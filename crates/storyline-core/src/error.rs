//! Class-level error types
//!
//! Provides error handling for:
//! - Graph configuration failures surfaced before any method runs
//! - Method shape validation
//! - Runner configuration parsing

use storyline_graph::{ConfigError, ResolveError};

/// Error raised while creating a class run; no method runs after it
#[derive(Debug, thiserror::Error)]
pub enum InitializationError {
    /// Module declaration or graph build failed
    #[error("configuration error: {0}")]
    Config(#[from] ConfigError),

    /// One or more methods have an unsupported shape
    #[error("{} invalid method(s): {}", .0.len(), join_errors(.0))]
    Validation(Vec<ShapeError>),
}

impl From<ResolveError> for InitializationError {
    fn from(err: ResolveError) -> Self {
        Self::Config(ConfigError::Resolve(err))
    }
}

fn join_errors(errors: &[ShapeError]) -> String {
    errors
        .iter()
        .map(ToString::to_string)
        .collect::<Vec<_>>()
        .join("; ")
}

/// Unsupported test method shape
#[derive(Debug, Clone, PartialEq, Eq, thiserror::Error)]
pub enum ShapeError {
    /// Method is not public
    #[error("method {method} should be public")]
    NotPublic {
        /// Method name
        method: String,
    },

    /// Method declares parameters
    #[error("method {method} should have no parameters, found {arity}")]
    HasParameters {
        /// Method name
        method: String,
        /// Declared parameter count
        arity: usize,
    },

    /// Method returns a value
    #[error("method {method} should return unit")]
    NotUnit {
        /// Method name
        method: String,
    },

    /// Two methods share a name
    #[error("method {method} is declared more than once")]
    Duplicate {
        /// Method name
        method: String,
    },

    /// The class has nothing to run
    #[error("no runnable methods in {class}")]
    NoRunnableMethods {
        /// Class name
        class: String,
    },
}

/// Runner configuration could not be loaded
#[derive(Debug, thiserror::Error)]
pub enum RunnerConfigError {
    /// Invalid TOML document
    #[error("invalid runner configuration: {0}")]
    Parse(#[from] toml::de::Error),

    /// Field value out of range
    #[error("invalid value for '{field}': {reason}")]
    InvalidValue {
        /// Field name
        field: &'static str,
        /// Underlying reason
        reason: String,
    },
}
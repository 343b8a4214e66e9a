//! Process-wide graph and hook caches
//!
//! Provides [`GraphCache`], mapping a [`ModuleSetKey`] to its object graph
//! and hook instance set. Entries are built at most once per key with an
//! atomic compute-if-absent and are never evicted.

use crate::error::ConfigError;
use crate::graph::ObjectGraph;
use crate::hooks::{HookInstanceSet, HookRegistration};
use crate::module::{ModuleSet, ModuleSetKey};
use dashmap::DashMap;
use once_cell::sync::Lazy;
use std::sync::atomic::{AtomicU64, Ordering};
use std::sync::Arc;

static GLOBAL: Lazy<GraphCache> = Lazy::new(GraphCache::new);

/// Cache counters
#[derive(Debug, Clone, Copy, Default, PartialEq, Eq)]
pub struct CacheStats {
    /// Object graphs built
    pub graphs_built: u64,
    /// Graph lookups served from the cache
    pub graph_hits: u64,
    /// Hook instance sets created
    pub hook_sets_built: u64,
    /// Hook lookups served from the cache
    pub hook_hits: u64,
}

/// Concurrent `ModuleSetKey` keyed caches
#[derive(Debug, Default)]
pub struct GraphCache {
    graphs: DashMap<ModuleSetKey, Arc<ObjectGraph>>,
    hooks: DashMap<ModuleSetKey, Arc<HookInstanceSet>>,
    graphs_built: AtomicU64,
    graph_hits: AtomicU64,
    hook_sets_built: AtomicU64,
    hook_hits: AtomicU64,
}

impl GraphCache {
    /// Create an empty cache
    #[must_use]
    pub fn new() -> Self {
        Self::default()
    }

    /// Cache shared by the whole process
    #[must_use]
    pub fn global() -> &'static Self {
        &GLOBAL
    }

    /// Fetch or build the graph for `set`
    ///
    /// Concurrent first requests for one key build the graph once; the
    /// others wait and share the result.
    ///
    /// # Errors
    /// Returns [`ConfigError`] if the graph build fails. Nothing is cached then.
    pub fn graph_for(&self, set: &ModuleSet) -> Result<Arc<ObjectGraph>, ConfigError> {
        if let Some(graph) = self.graphs.get(set.key()).map(|entry| Arc::clone(entry.value())) {
            self.graph_hits.fetch_add(1, Ordering::Relaxed);
            tracing::trace!(key = %set.key(), "object graph cache hit");
            return Ok(graph);
        }

        let entry = self
            .graphs
            .entry(set.key().clone())
            .or_try_insert_with(|| {
                self.graphs_built.fetch_add(1, Ordering::Relaxed);
                ObjectGraph::build(set).map(Arc::new)
            })?;
        Ok(Arc::clone(entry.value()))
    }

    /// Fetch or create the hook instance set for `graph`
    ///
    /// The registration merges the hook contributions of every module in
    /// the graph.
    #[must_use]
    pub fn hooks_for(&self, graph: &ObjectGraph) -> Arc<HookInstanceSet> {
        if let Some(hooks) = self.hooks.get(graph.key()).map(|entry| Arc::clone(entry.value())) {
            self.hook_hits.fetch_add(1, Ordering::Relaxed);
            return hooks;
        }

        let entry = self.hooks.entry(graph.key().clone()).or_insert_with(|| {
            self.hook_sets_built.fetch_add(1, Ordering::Relaxed);
            let registration = HookRegistration::collect(graph);
            tracing::debug!(key = %graph.key(), hooks = ?registration.type_names(), "hook registration built");
            Arc::new(HookInstanceSet::new(registration))
        });
        Arc::clone(entry.value())
    }

    /// Check if a graph is cached for `key`
    #[must_use]
    pub fn contains(&self, key: &ModuleSetKey) -> bool {
        self.graphs.contains_key(key)
    }

    /// Number of cached graphs
    #[must_use]
    pub fn len(&self) -> usize {
        self.graphs.len()
    }

    /// Check if no graph is cached
    #[must_use]
    pub fn is_empty(&self) -> bool {
        self.graphs.is_empty()
    }

    /// Snapshot of the counters
    #[must_use]
    pub fn stats(&self) -> CacheStats {
        CacheStats {
            graphs_built: self.graphs_built.load(Ordering::Relaxed),
            graph_hits: self.graph_hits.load(Ordering::Relaxed),
            hook_sets_built: self.hook_sets_built.load(Ordering::Relaxed),
            hook_hits: self.hook_hits.load(Ordering::Relaxed),
        }
    }
}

• _Task directions_: In the listing, how many lines include the string "cached"? State the number alone.

• _Solution to this exercise_: 4